Introduction
The Order Analyzer is the central components of the data analysis suite and serves as the most critical module in the toolkit. It ingests raw customer order profile data and delivers a comprehensive analysis, segmented by date and customer type. The output includes color-coded Excel files and a suite of visual graphs that highlight order trends over time.
This module integrates with secondary script, which is dedicated to generating weekly order profile visualizations. These visuals include automatic detection of the customer’s peak week, making it easier to identify high-demand periods and plan accordingly.
By default, Order Analyzer 9 is configured to process both e-commerce and retail order files together. However, this behaviour is fully customizable with the Python script, allowing users to tailor the analysis to specific data structures or customer channels.
Running the Code
When the Order Analyzer script is launched, it first prompts the user to decide whether to separate the data analysis by unique dates, It is recommended to select ‘Y’(yes) to ensure that the resulting Excel outputs and visualizations are structured and meaningful, with performance metrics grouped by day or week.
Following this, the tool requires the user to define a series of key input columns from the source dataset. These include:
· Date: The field representing the order date.
· Customer Type: such as B2B, B2C, ECOM or RETAIL
· Order line: The unique order line identifier
· Quantity Sold: The number of items ordered
· SKU ID: The identifier for the stock keeping unit
Once these inputs are provided, the user is asked to specify the number of working hours per day for the site. This value is used to calculate hourly throughput, which is a critical metric for capacity planning and shift scheduling.
The script then offers the option to separate B2B and B2C orders, based on the values in the Customer Type Column. Selecting ‘Y’ enables more granular analysis, distinguishing between wholesale and direct-to-customer order patters.
Finally, the tool prompts the user to enable a nested function, which should also be set to ‘Y’ by default. This function calculates a weighted average across dates and appends it as a new row labelled with the suffix “1”. This aggregate provides a useful benchmark for comparing daily performance against the overall average.
Once all required inputs have been entered, the calculation process begins. This phase is computationally intensive and may take anywhere from 5 to 10 minutes, depending on the size of the dataset and the performance of the user’s machine.
During this time, the tool processes, groups, and analyses all relevant order data to generate meaningful outputs. Users are advised to remain patient while the script runs, as the workload can be significant, especially for large or multi-week datasets. Proper filtering and limiting of data beforehand (e.g. by date range or customer type) can help optimize performance and reduce runtime.
Export Files
Once the processing is complete, the first visual output is a bar chart displaying total order volumes by week.
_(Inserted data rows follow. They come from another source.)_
use serde::Serialize;

use crate::page::element::{NestedItem, RawElement};
use crate::page::normalize::normalize_text;

/// Body row of a table. The empty-state and measure rows do not count.
pub fn is_data_row(item: &NestedItem) -> bool {
    if item.has_class("ant-table-placeholder") || item.has_class("ant-table-measure-row") {
        return false;
    }
    item.has_class("ant-table-row") || item.role.as_deref() == Some("row")
}

/// Column header texts in display order.
pub fn table_headers(el: &RawElement) -> Vec<String> {
    el.items
        .iter()
        .filter(|i| i.role.as_deref() == Some("columnheader") || i.has_class("ant-table-column-title"))
        .filter_map(NestedItem::display_text)
        .map(normalize_text)
        .filter(|t| !t.is_empty())
        .collect()
}

/// Headers and body rows of a table as currently rendered. Rows are
/// 0-based; cell texts are normalized.
#[derive(Debug, Clone, Default, PartialEq, Serialize)]
pub struct TableView {
    pub headers: Vec<String>,
    pub rows: Vec<Vec<String>>,
}

impl TableView {
    pub fn from_raw(el: &RawElement) -> Self {
        let rows = el
            .items
            .iter()
            .filter(|i| is_data_row(i))
            .map(|row| row.cells.iter().map(|c| normalize_text(c)).collect())
            .collect();
        TableView {
            headers: table_headers(el),
            rows,
        }
    }

    pub fn is_empty(&self) -> bool {
        self.rows.is_empty()
    }

    /// Position of the column headed `name`, exact before case-insensitive.
    pub fn column(&self, name: &str) -> Option<usize> {
        let wanted = normalize_text(name);
        self.headers
            .iter()
            .position(|h| *h == wanted)
            .or_else(|| self.headers.iter().position(|h| h.eq_ignore_ascii_case(&wanted)))
    }

    pub fn cell(&self, row: usize, column: &str) -> Option<&str> {
        let col = self.column(column)?;
        self.rows.get(row)?.get(col).map(String::as_str)
    }

    /// First row whose cell under `column` equals `value`.
    pub fn find_row(&self, column: &str, value: &str) -> Option<usize> {
        let col = self.column(column)?;
        let wanted = normalize_text(value);
        self.rows
            .iter()
            .position(|row| row.get(col).is_some_and(|c| *c == wanted))
    }

    /// A row as `(header, cell)` pairs. Cells without a header are dropped.
    pub fn record(&self, row: usize) -> Option<Vec<(&str, &str)>> {
        let cells = self.rows.get(row)?;
        Some(
            self.headers
                .iter()
                .zip(cells)
                .map(|(h, c)| (h.as_str(), c.as_str()))
                .collect(),
        )
    }
}
use std::time::Duration;

use serde::{Deserialize, Serialize};

use crate::action::retry::DelayPolicy;

/// Timing and retry settings of the engine.
#[derive(Debug, Clone, PartialEq, Serialize, Deserialize)]
pub struct EngineConfig {
    /// Ceiling for waiting on an element to become interactable.
    #[serde(default = "default_precondition_timeout")]
    pub precondition_timeout_ms: u64,

    #[serde(default = "default_poll_interval")]
    pub poll_interval_ms: u64,

    /// Tries per driver interaction call, the first one included.
    #[serde(default = "default_retry_attempts")]
    pub retry_attempts: u32,

    #[serde(default)]
    pub retry_delay: DelayPolicy,

    /// How long a post-action state may take to appear.
    #[serde(default = "default_verify_settle")]
    pub verify_settle_ms: u64,
}

impl Default for EngineConfig {
    fn default() -> Self {
        Self {
            precondition_timeout_ms: default_precondition_timeout(),
            poll_interval_ms: default_poll_interval(),
            retry_attempts: default_retry_attempts(),
            retry_delay: DelayPolicy::default(),
            verify_settle_ms: default_verify_settle(),
        }
    }
}

impl EngineConfig {
    pub fn poll_interval(&self) -> Duration {
        Duration::from_millis(self.poll_interval_ms)
    }

    pub fn verify_settle(&self) -> Duration {
        Duration::from_millis(self.verify_settle_ms)
    }
}

fn default_precondition_timeout() -> u64 { 10_000 }
fn default_poll_interval() -> u64 { 100 }
fn default_retry_attempts() -> u32 { 3 }
fn default_verify_settle() -> u64 { 1_500 }

/// Per-call overrides for `Engine::act`.
#[derive(Debug, Clone, PartialEq, Eq, Serialize, Deserialize)]
pub struct ActOptions {
    #[serde(default)]
    pub include_hidden: bool,

    /// Store the resolved element in the Element Context under this key.
    #[serde(default)]
    pub context_key: Option<String>,

    /// Overrides `EngineConfig::precondition_timeout_ms`.
    #[serde(default)]
    pub timeout_ms: Option<u64>,

    /// Compare the post-action state with the expected one.
    #[serde(default = "default_true")]
    pub verify: bool,
}

impl Default for ActOptions {
    fn default() -> Self {
        Self {
            include_hidden: false,
            context_key: None,
            timeout_ms: None,
            verify: true,
        }
    }
}

impl ActOptions {
    pub fn store_as(key: impl Into<String>) -> Self {
        Self {
            context_key: Some(key.into()),
            ..Self::default()
        }
    }
}

fn default_true() -> bool { true }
Each bar represents a week’s total order count, with the exact number of orders displayed above each column for clarity.
To enhance visual analysis, the script automatically identifies and highlights the top three peak weeks:
· Peak week (highest volume) is marked in red
· Second peak in amber
· Third peak in purple
Additionally, the chart includes a color-coded breakdown of B2B and B2C orders within each weekly total:
· B2B orders are shaded in yellow
· B2C orders in blue
This visualization provides a quick and intuitive overview of weekly order fluctuations, peak activity periods, and customer-type contributions. It’s especially useful for capacity planning, labour forecasting, and identifying seasonal trends.
The second bar chart presents the total number of order lines per week, offering a more granular view of order complexity and fulfilment workload. Like the previous graph, it employs the same colour coded scheme for peak periods.
Displaying the order lines as opposed to just total orders gives deeper insight into operational demands, particularly in terms of picking and packing complexity. A single order may contain multiple lines, especially in B2B scenarios. So this chart helps in identifying weeks where workload intensity may have spiked, even if the number of total orders remained stable.
The final chart illustrates the total number of items sold per week, again following the same colour coded peak highlight patterns.
This graph provides a clear view of weekly throughput, reflecting the actual volume of items that needed to be picked, packed, and shipped. It is particularly useful for understanding fulfilment intensity and for cross-checking whether peaks in order counts align with peaks in item volume, which can reveal differences in order size or customer behaviour across weeks.
The primary Excel export generated by the tool is titled KOROUEI-ANALYSIS.xlsx, which serves as the most detailed and critical output for operational review. This file provides a comprehensive breakdown of the order profile, segmented by individual dates.
To enhance readability and usability, the data is automatically colour coded by date, allowing users to easily distinguish between days and track fluctuations in performance, order patterns, and SKU activity. This formatting significantly streamlines manual review and supports further custom analysis, whether in Excel or as part of a broader reporting process.
Another Excel file generated by the tool is the Week_Info.xlsx, which provides a mapping of individual dates to their corresponding week numbers. This file is particularly useful for validating the weekly groupings used in the visual bar chart outputs and ensures transparency in how the time-based aggregation was performed.
By referencing this file, users can confidently trace each data point in the graphs back to its original date, making it easier to align analytical outputs with operational records or customer order logs.